Seq2Seq模型是一种编码器-解码器架构的网络,其基本框架如图2-2所示。它的输入/输出均为序列。
图2-2 编码器-解码器的基本框架
基于编码器-解码器架构的模型具有很好的灵活性。具体体现在:编码器模块用于处理模型的输入;解码器模块用于生成模型的输出,二者之间通过中间层(语义编码层)相连。从图2-2可知, x 1 、 x 2 、 x 3 先映射到语义编码层,语义编码层再映射到 y 1 、 y 2 、 y 3 。语义编码层是由固定长度的向量组成的,作为二者的中介进行相互翻译。因此,编码器-解码器架构有两个显著的特点。
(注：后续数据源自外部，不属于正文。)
//! Status reporter / 状态报告

use std::sync::Arc;

use serde::Serialize;

use super::documents::{fields, DocumentStore};
use super::fanout::run_batch;
use super::postings::PostingsStore;
use crate::error::Result;
use crate::store::KvBackend;

/// One entry of the visited ranking / 访问排行项
#[derive(Debug, Clone, PartialEq, Eq, Serialize)]
pub struct VisitedEntry {
    pub id: u64,
    #[serde(rename = "textChi")]
    pub text: String,
    pub visits: u64,
}

/// Read-only operational snapshot / 运行状态
#[derive(Debug, Clone, PartialEq, Eq, Serialize)]
#[serde(rename_all = "camelCase")]
pub struct Status {
    pub version: String,
    pub document_count: u64,
    pub document_footprint: u64,
    pub token_count: u64,
    pub token_footprint: u64,
    pub visited_count: u64,
    pub visited_sample: Vec<VisitedEntry>,
}

#[derive(Clone)]
pub struct StatusReporter {
    store: Arc<dyn KvBackend>,
    documents: DocumentStore,
    postings: PostingsStore,
    max_stats_return: usize,
    scan_batch: usize,
    max_in_flight: usize,
}

impl StatusReporter {
    pub fn new(
        store: Arc<dyn KvBackend>,
        documents: DocumentStore,
        postings: PostingsStore,
        max_stats_return: usize,
        scan_batch: usize,
        max_in_flight: usize,
    ) -> Self {
        Self {
            store,
            documents,
            postings,
            max_stats_return,
            scan_batch,
            max_in_flight,
        }
    }

    pub async fn status(&self) -> Result<Status> {
        let version = self.store.server_version().await?;
        let documents = self.documents.count_keys(self.scan_batch).await?;
        let tokens = self.postings.count_keys(self.scan_batch).await?;
        let visited_count = self.documents.visited_count().await?;

        let top = self.documents.visited_top(self.max_stats_return).await?;
        let lookups = top.iter().map(|(id, _)| self.documents.get(*id));
        let records = run_batch(lookups, self.max_in_flight).await;

        let mut visited_sample = Vec::with_capacity(top.len());
        for ((id, visits), record) in top.into_iter().zip(records) {
            let text = record?
                .and_then(|r| r.get(fields::TEXT).cloned())
                .unwrap_or_default();
            visited_sample.push(VisitedEntry { id, text, visits });
        }

        Ok(Status {
            version,
            document_count: documents.count,
            document_footprint: documents.bytes,
            token_count: tokens.count,
            token_footprint: tokens.bytes,
            visited_count,
            visited_sample,
        })
    }
}
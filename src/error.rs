//! Engine errors / 引擎错误

use thiserror::Error;

use crate::store::{DecodeError, StoreError};

#[derive(Debug, Error)]
pub enum SearchError {
    #[error(transparent)]
    Store(#[from] StoreError),

    #[error("invalid input: {0}")]
    InvalidInput(String),

    /// Ingestion halted; `processed` records were written before the failure
    #[error("ingestion halted after {processed} records: {source}")]
    Ingest {
        processed: u64,
        #[source]
        source: Box<SearchError>,
    },

    #[error("io error: {0}")]
    Io(#[from] std::io::Error),
}

impl From<DecodeError> for SearchError {
    fn from(err: DecodeError) -> Self {
        SearchError::Store(StoreError::Decode(err))
    }
}

impl SearchError {
    /// Failures caused by the store being unreachable / 存储不可达
    pub fn is_unavailable(&self) -> bool {
        match self {
            SearchError::Store(e) => e.is_unavailable(),
            SearchError::Ingest { source, .. } => source.is_unavailable(),
            _ => false,
        }
    }

    /// Whether the caller sent something unusable / 请求参数错误
    pub fn is_client_error(&self) -> bool {
        matches!(self, SearchError::InvalidInput(_))
    }
}

pub type Result<T> = std::result::Result<T, SearchError>;

#[cfg(test)]
mod tests {
    use super::*;

    #[test]
    fn test_ingest_error_reports_count() {
        let err = SearchError::Ingest {
            processed: 42,
            source: Box::new(StoreError::Unavailable("connection refused".into()).into()),
        };
        assert!(err.to_string().contains("after 42 records"));
        assert!(err.is_unavailable());
        assert!(!err.is_client_error());
    }
}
1)不论输入和输出的序列长度是怎样的,中间语义编码层的向量长度是固定的。
2)在不同的任务中,编码器和解码器可以用不同的算法来实现(一般都是RNN)。
正因为编码器-解码器这种将模型的输入和输出分开处理的特点,故而天生就具有处理变长的输入和输出的属性。也正是因为该模型巨大的灵活性,导致该结构基本上成为如今处理翻译任务的一个基本范式,极大地促进了自然语言领域的技术发展。但Seq2Seq架构的发展也经历了一些波折,其中最值得一提的就是,人们对Seq2Seq模型应该选择什么样的基本模块是一个不断改变认知的过程,从最初的RNN、LSTM、GRU到CNN,再到如今红极一时的Transformer,Seq2Seq架构发挥出越来越强大的能力。